Se libertà vuol dire conformità alla verità, che cosa vuol dire dunque verità, domanda che Pilato stesso pone a Gesù, andandosene subito come racconta Giovanni, quasi a far intendere in lui, assertore dell’innocenza del profeta, una sorta di ironia di fronte ad una parola così impegnativa? Le Upanishad ci dicono che la verità è «vidya», ossia conoscenza; gli gnostici della prima era cristiana la chiamano « gnosi » ossia ancora conoscenza; Zaratustra la pone «nelle parole che non si possono dire», ma che si possiedono, ossia si conoscono.

Ma la conoscenza è soggettiva, relativa ad ognuno di noi, per cui in definitiva la verità è la propria certezza. Sembra un assurdo, perché è contradditorio pensare alla simultanea esistenza di più verità, ma poiché essa appare necessariamente in forme limitate e relative oggetto della nostra esperienza, relativo è il suo manifestarsi, non l’assolutezza del valore fondato nell’integralità dell’Essere. «Ogni verità è una mezza verità, ogni paradosso può essere ‘conciliato… le tesi e le antitesi si differenziano solo per un diverso grado di verità. Lo stesso deve dirsi della mente infinita e delle menti finite che sono di quella stessa identica natura» . Così spiega il Kybalion, nome attribuito ad una raccolta di insegnamenti ermetici. In sostanza dunque, la libertà è da un lato libera apertura del proprio animo all’azione dello Spirito e, contemporaneamente, libera esplicazione verso l’esterno delle nostre certezze relative. In questo secondo senso, sembra che il concetto sia simile a quello di libertà profana (poter dire quello che si vuole, poter scegliere fra più proposizioni da esprimere) e, benché da un punto di vista effettuale sia così, da un punto di vista causale l’atteggiamento dell’uomo libero tiene conto della matrice da cui la sua libertà proviene.

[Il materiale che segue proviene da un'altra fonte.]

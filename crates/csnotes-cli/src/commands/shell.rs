//! Interactive session over the three panels.

use std::io::{self, Write};

use csnotes_core::editor::{LoadOutcome, SubmitOutcome};
use csnotes_core::{
    ActionOutcome, EditorForm, FieldErrors, NoteDraft, NoteId, RowActionKind, SubmitLabel,
};

use crate::commands::auth_cmd::sign_in;
use crate::commands::common::{connect, normalize_note_identifier, Session};
use crate::error::CliError;
use crate::terminal::format_row;

const HELP: &str = "\
Commands:
  list            refresh and show the note list
  show ID         open a note in the viewer
  edit ID         edit a note
  delete ID       delete a note
  new             write a new note
  back            return to the list
  login NAME      sign in again without leaving the shell
  logout          forget the session token and exit
  help            show this help
  quit            exit";

const CANCEL_INPUT: &str = ":back";
const CLEAR_INPUT: &str = ":clear";

#[derive(Debug, Clone, PartialEq, Eq)]
pub enum ShellCommand {
    List,
    Row(RowActionKind, NoteId),
    New,
    Back,
    Login(String),
    Logout,
    Help,
    Quit,
}

/// `Ok(None)` for a blank line.
pub fn parse_shell_command(line: &str) -> Result<Option<ShellCommand>, String> {
    let mut words = line.split_whitespace();
    let Some(verb) = words.next() else {
        return Ok(None);
    };
    let argument = words.next();
    if words.next().is_some() {
        return Err(format!("Too many arguments for `{verb}`"));
    }

    let row_action = |kind: RowActionKind| -> Result<Option<ShellCommand>, String> {
        let id = argument.ok_or_else(|| format!("Usage: {verb} ID"))?;
        let id = normalize_note_identifier(id).map_err(|error| error.to_string())?;
        Ok(Some(ShellCommand::Row(kind, id)))
    };

    match verb.to_ascii_lowercase().as_str() {
        "show" | "view" => row_action(RowActionKind::Show),
        "edit" => row_action(RowActionKind::Edit),
        "delete" | "rm" => row_action(RowActionKind::Delete),
        "login" => argument
            .map(|name| Some(ShellCommand::Login(name.to_string())))
            .ok_or_else(|| "Usage: login NAME".to_string()),
        _ if argument.is_some() => Err(format!("`{verb}` takes no arguments")),
        "list" | "ls" | "refresh" => Ok(Some(ShellCommand::List)),
        "new" | "add" => Ok(Some(ShellCommand::New)),
        "back" => Ok(Some(ShellCommand::Back)),
        "logout" => Ok(Some(ShellCommand::Logout)),
        "help" | "?" => Ok(Some(ShellCommand::Help)),
        "quit" | "exit" | "q" => Ok(Some(ShellCommand::Quit)),
        _ => Err(format!("Unknown command `{verb}`; type `help`")),
    }
}

pub async fn run_shell(api_url: Option<String>) -> Result<(), CliError> {
    let session = connect(api_url, false)?;
    println!("{HELP}");
    session.app.start().await;

    loop {
        let Some(line) = prompt(&format!("{}> ", session.app.current_view()))? else {
            break;
        };
        let command = match parse_shell_command(&line) {
            Ok(Some(command)) => command,
            Ok(None) => continue,
            Err(message) => {
                eprintln!("{message}");
                continue;
            }
        };

        match command {
            ShellCommand::List => {
                session.app.back_to_list();
                session.app.refresh().await;
            }
            ShellCommand::Row(kind, id) => run_row_action(&session, kind, &id).await?,
            ShellCommand::New => {
                session.app.new_note();
                run_editor(&session).await?;
            }
            ShellCommand::Back => {
                session.app.back_to_list();
                for row in session.surface.rows() {
                    println!("{}", format_row(&row));
                }
            }
            ShellCommand::Login(username) => relogin(&session, &username).await?,
            ShellCommand::Logout => {
                session.app.logout();
                break;
            }
            ShellCommand::Help => println!("{HELP}"),
            ShellCommand::Quit => break,
        }
    }

    Ok(())
}

/// Swap a fresh token into the running session.
async fn relogin(session: &Session, username: &str) -> Result<(), CliError> {
    let Some(password) = prompt("password: ")? else {
        return Ok(());
    };
    match sign_in(&session.config, &session.store, username, &password).await {
        Ok(token) => {
            session.auth.set_token(token);
            println!("Signed in as {username}");
            session.app.back_to_list();
            session.app.refresh().await;
        }
        Err(error) => eprintln!("{error}"),
    }
    Ok(())
}

async fn run_row_action(
    session: &Session,
    kind: RowActionKind,
    id: &NoteId,
) -> Result<(), CliError> {
    let Some(row) = session.surface.row(id) else {
        eprintln!("No note {id} in the current list; run `list` to refresh.");
        return Ok(());
    };

    match session.app.dispatch(row.action(kind)).await {
        ActionOutcome::Editing(LoadOutcome::Loaded(_)) => run_editor(session).await,
        ActionOutcome::Stale => {
            eprintln!("The list changed; run `list` and try again.");
            Ok(())
        }
        _ => Ok(()),
    }
}

/// Prompt for title and content until the note is saved or the user backs out.
async fn run_editor(session: &Session) -> Result<(), CliError> {
    let mut form = session
        .surface
        .editor_form()
        .unwrap_or_else(|| EditorForm::blank(SubmitLabel::Create));
    println!(
        "-- {} note (enter {CANCEL_INPUT} to cancel, {CLEAR_INPUT} to empty a field, blank keeps the shown value) --",
        form.submit_label.as_str()
    );

    while session.app.editor().mode().is_some() {
        let Some(title) = prompt_with_default("title", &form.title)? else {
            session.app.back_to_list();
            break;
        };
        if title == CANCEL_INPUT {
            session.app.back_to_list();
            break;
        }
        let Some(content) = prompt_with_default("content", &form.content)? else {
            session.app.back_to_list();
            break;
        };
        if content == CANCEL_INPUT {
            session.app.back_to_list();
            break;
        }

        form.title.clone_from(&title);
        form.content.clone_from(&content);
        match session.app.submit(NoteDraft::new(title, content)).await {
            SubmitOutcome::Saved(_) | SubmitOutcome::Ignored => break,
            SubmitOutcome::Rejected(fields) => {
                if let Some(notice) = rejection_notice(&fields) {
                    eprintln!("{notice}");
                }
            }
            SubmitOutcome::Failed | SubmitOutcome::Unreachable => {}
        }
    }

    Ok(())
}

/// Line to print when a rejection names no field the editor can show.
pub fn rejection_notice(fields: &FieldErrors) -> Option<&'static str> {
    fields
        .first_displayed()
        .is_none()
        .then_some("Note was not saved")
}

/// `Ok(None)` on end of input.
fn prompt(label: &str) -> io::Result<Option<String>> {
    print!("{label}");
    io::stdout().flush()?;
    let mut line = String::new();
    if io::stdin().read_line(&mut line)? == 0 {
        return Ok(None);
    }
    Ok(Some(line.trim_end_matches(['\r', '\n']).to_string()))
}

fn prompt_with_default(field: &str, current: &str) -> io::Result<Option<String>> {
    let label = if current.is_empty() {
        format!("{field}: ")
    } else {
        format!("{field} [{current}]: ")
    };
    Ok(prompt(&label)?.map(|input| apply_default(input, current)))
}

/// Blank input keeps `current`; `:clear` empties the field.
pub fn apply_default(input: String, current: &str) -> String {
    if input.trim() == CLEAR_INPUT {
        String::new()
    } else if input.trim().is_empty() {
        current.to_string()
    } else {
        input
    }
}
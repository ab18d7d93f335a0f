//! Client configuration.
//!
//! `ClientConfig` is the persisted form (`config.json`); front-ends layer
//! flags and environment overrides on top before calling
//! [`ClientConfig::resolved_base_url`].

use std::path::Path;
use std::time::Duration;

use serde::{Deserialize, Serialize};

use crate::error::{Error, Result};

pub const DEFAULT_API_BASE_URL: &str = "http://localhost:8080";
pub const DEFAULT_REQUEST_TIMEOUT_SECS: u64 = 10;

#[derive(Debug, Clone, Default, Serialize, Deserialize, PartialEq, Eq)]
#[serde(deny_unknown_fields)]
pub struct ClientConfig {
    #[serde(default)]
    pub api_base_url: Option<String>,
    #[serde(default)]
    pub request_timeout_secs: Option<u64>,
}

impl ClientConfig {
    /// Returns a copy with `api_base_url` replaced when `url` is non-empty.
    #[must_use]
    pub fn with_base_url_override(mut self, url: Option<String>) -> Self {
        if let Some(url) = non_blank(url) {
            self.api_base_url = Some(url);
        }
        self
    }

    /// Normalized base URL, falling back to [`DEFAULT_API_BASE_URL`].
    pub fn resolved_base_url(&self) -> Result<String> {
        non_blank(self.api_base_url.clone()).map_or_else(
            || Ok(DEFAULT_API_BASE_URL.to_string()),
            |url| normalize_base_url(&url),
        )
    }

    #[must_use]
    pub fn request_timeout(&self) -> Duration {
        Duration::from_secs(
            self.request_timeout_secs
                .filter(|secs| *secs > 0)
                .unwrap_or(DEFAULT_REQUEST_TIMEOUT_SECS),
        )
    }

    /// Load config from `path`; a missing file is the default config.
    pub fn load_from_path(path: &Path) -> Result<Self> {
        if !path.exists() {
            return Ok(Self::default());
        }
        let content = std::fs::read_to_string(path)?;
        Ok(serde_json::from_str(&content)?)
    }

    pub fn save_to_path(&self, path: &Path) -> Result<()> {
        if let Some(parent) = path.parent() {
            std::fs::create_dir_all(parent)?;
        }
        let normalized = Self {
            api_base_url: non_blank(self.api_base_url.clone()),
            request_timeout_secs: self.request_timeout_secs,
        };
        std::fs::write(path, serde_json::to_string_pretty(&normalized)?)?;
        Ok(())
    }
}

/// Trim whitespace and trailing slashes; require an http(s) scheme.
pub fn normalize_base_url(raw: &str) -> Result<String> {
    let base = raw.trim().trim_end_matches('/');
    if base.is_empty() {
        return Err(Error::InvalidConfiguration(
            "API base URL must not be empty".to_string(),
        ));
    }
    if !(base.starts_with("http://") || base.starts_with("https://")) {
        return Err(Error::InvalidConfiguration(
            "API base URL must include http:// or https://".to_string(),
        ));
    }
    Ok(base.to_string())
}

/// Blank strings from flags, env and config files count as unset.
fn non_blank(value: Option<String>) -> Option<String> {
    value
        .map(|value| value.trim().to_string())
        .filter(|value| !value.is_empty())
}

#[cfg(test)]
mod tests {
    use pretty_assertions::assert_eq;

    use super::*;

    #[test]
    fn normalize_base_url_rejects_invalid_values() {
        assert!(normalize_base_url("").is_err());
        assert!(normalize_base_url("   ").is_err());
        assert!(normalize_base_url("example.com").is_err());
    }

    #[test]
    fn normalize_base_url_requires_http_scheme() {
        assert!(normalize_base_url("ftp://notes.example.com").is_err());
        assert!(normalize_base_url("localhost:8080").is_err());
        assert_eq!(
            normalize_base_url("http://localhost:8080").unwrap(),
            DEFAULT_API_BASE_URL
        );
    }

    #[test]
    fn blank_stored_url_falls_back_to_default() {
        let config = ClientConfig {
            api_base_url: Some(" \t".to_string()),
            request_timeout_secs: None,
        };
        assert_eq!(config.resolved_base_url().unwrap(), DEFAULT_API_BASE_URL);
    }

    #[test]
    fn normalize_base_url_trims_trailing_slash() {
        assert_eq!(
            normalize_base_url(" https://notes.example.com/ ").unwrap(),
            "https://notes.example.com"
        );
    }

    #[test]
    fn resolved_base_url_defaults_when_unset() {
        let config = ClientConfig::default();
        assert_eq!(config.resolved_base_url().unwrap(), DEFAULT_API_BASE_URL);
    }

    #[test]
    fn override_wins_over_stored_url() {
        let config = ClientConfig {
            api_base_url: Some("http://stored.example.com".to_string()),
            request_timeout_secs: None,
        }
        .with_base_url_override(Some("http://flag.example.com/".to_string()));
        assert_eq!(
            config.resolved_base_url().unwrap(),
            "http://flag.example.com"
        );
    }

    #[test]
    fn blank_override_keeps_stored_url() {
        let config = ClientConfig {
            api_base_url: Some("http://stored.example.com".to_string()),
            request_timeout_secs: None,
        }
        .with_base_url_override(Some("  ".to_string()));
        assert_eq!(
            config.resolved_base_url().unwrap(),
            "http://stored.example.com"
        );
    }

    #[test]
    fn request_timeout_ignores_zero() {
        let config = ClientConfig {
            api_base_url: None,
            request_timeout_secs: Some(0),
        };
        assert_eq!(
            config.request_timeout(),
            Duration::from_secs(DEFAULT_REQUEST_TIMEOUT_SECS)
        );
    }

    #[test]
    fn unknown_keys_are_rejected() {
        let parsed = serde_json::from_str::<ClientConfig>(r#"{"api_url":"http://x"}"#);
        assert!(parsed.is_err());
    }

    #[test]
    fn save_and_load_roundtrip() {
        let dir = tempfile::tempdir().unwrap();
        let path = dir.path().join("nested").join("config.json");
        let config = ClientConfig {
            api_base_url: Some(" http://notes.local ".to_string()),
            request_timeout_secs: Some(3),
        };

        config.save_to_path(&path).unwrap();
        let loaded = ClientConfig::load_from_path(&path).unwrap();

        assert_eq!(loaded.api_base_url.as_deref(), Some("http://notes.local"));
        assert_eq!(loaded.request_timeout(), Duration::from_secs(3));
    }

    #[test]
    fn missing_file_loads_default() {
        let dir = tempfile::tempdir().unwrap();
        let loaded = ClientConfig::load_from_path(&dir.path().join("absent.json")).unwrap();
        assert_eq!(loaded, ClientConfig::default());
    }
}
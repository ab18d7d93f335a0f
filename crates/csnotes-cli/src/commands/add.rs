use csnotes_core::NoteDraft;

use crate::commands::common::{connect, submit_result};
use crate::error::CliError;

pub async fn run_add(api_url: Option<String>, title: &str, content: &str) -> Result<(), CliError> {
    let session = connect(api_url, false)?;
    session.app.new_note();
    let outcome = session.app.submit(NoteDraft::new(title, content)).await;
    submit_result(&outcome)
}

Poiché ognuno di noi può essere veicolo di un messaggio esoterico, consegue una grande responsabilità della libertà: non occorre allora richiamare concetti razionali per disciplinarla; basta semplicemente

ricordarci della sua vera natura, che è quella appunto di «possedere la verità». Oppure, come dice il Fr. Maffeo, è «la libertà dell’Uomo Perfetto che si identifica col Principio Eterno di verità e di giustizia».